[Dataset entries]
******
//! Keyword rule table adapter
//!
//! Matches configured substrings against normalized text. The score is the
//! highest matching rule score, flags are the matched tags in rule order
//! (deduplicated), and the action is the most severe matched action.

use super::{normalize_text, AdapterError, AdapterOpinion, ModuleAdapter, SessionContext};
use cg_common::config::RuleTableConfig;
use cg_common::model::unit_interval;
use cg_common::{EvidenceItem, RecommendedAction};
use tokio::time::Instant;
use tracing::debug;

#[derive(Debug, Clone)]
struct Rule {
    pattern: String,
    tag: String,
    score: f64,
    action: Option<RecommendedAction>,
}

/// Rule table module
#[derive(Debug, Clone)]
pub struct RuleTableAdapter {
    id: String,
    confidence: f64,
    rules: Vec<Rule>,
}

impl RuleTableAdapter {
    pub fn from_config(config: &RuleTableConfig) -> Self {
        let rules = config
            .rules
            .iter()
            .map(|r| Rule {
                // Patterns are matched against normalized text, so normalize them too
                pattern: normalize_text(&r.pattern),
                tag: r.tag.clone(),
                score: unit_interval(r.score),
                action: r.action,
            })
            .filter(|r| !r.pattern.is_empty())
            .collect();

        Self {
            id: config.id.clone(),
            confidence: unit_interval(config.confidence),
            rules,
        }
    }

    /// Evaluate the table; pure and synchronous
    pub fn evaluate(&self, normalized_text: &str) -> AdapterOpinion {
        let mut score = 0.0_f64;
        let mut flags: Vec<String> = Vec::new();
        let mut action = RecommendedAction::None;
        let mut evidence = Vec::new();

        for rule in self.rules.iter().filter(|r| normalized_text.contains(&r.pattern)) {
            score = score.max(rule.score);
            if !flags.contains(&rule.tag) {
                flags.push(rule.tag.clone());
            }
            if let Some(a) = rule.action {
                action = action.max(a);
            }
            evidence.push(EvidenceItem::new("matched", rule.pattern.clone()));
        }

        AdapterOpinion {
            score: Some(score),
            flags,
            confidence: Some(self.confidence),
            recommended_action: Some(action),
            evidence,
        }
    }
}

#[async_trait::async_trait]
impl ModuleAdapter for RuleTableAdapter {
    fn module_id(&self) -> &str {
        &self.id
    }

    async fn invoke(
        &self,
        normalized_text: &str,
        ctx: &SessionContext,
        _deadline: Instant,
    ) -> Result<AdapterOpinion, AdapterError> {
        let opinion = self.evaluate(normalized_text);
        debug!(
            module_id = %self.id,
            session_id = %ctx.session_id,
            matches = opinion.evidence.len(),
            "Rule table evaluated"
        );
        Ok(opinion)
    }
}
******
## Exercise directions
The answer must be every line of the entries that includes the word "ModuleAdapter".

## Result of the exercise
use super::{normalize_text, AdapterError, AdapterOpinion, ModuleAdapter, SessionContext};
impl ModuleAdapter for RuleTableAdapter {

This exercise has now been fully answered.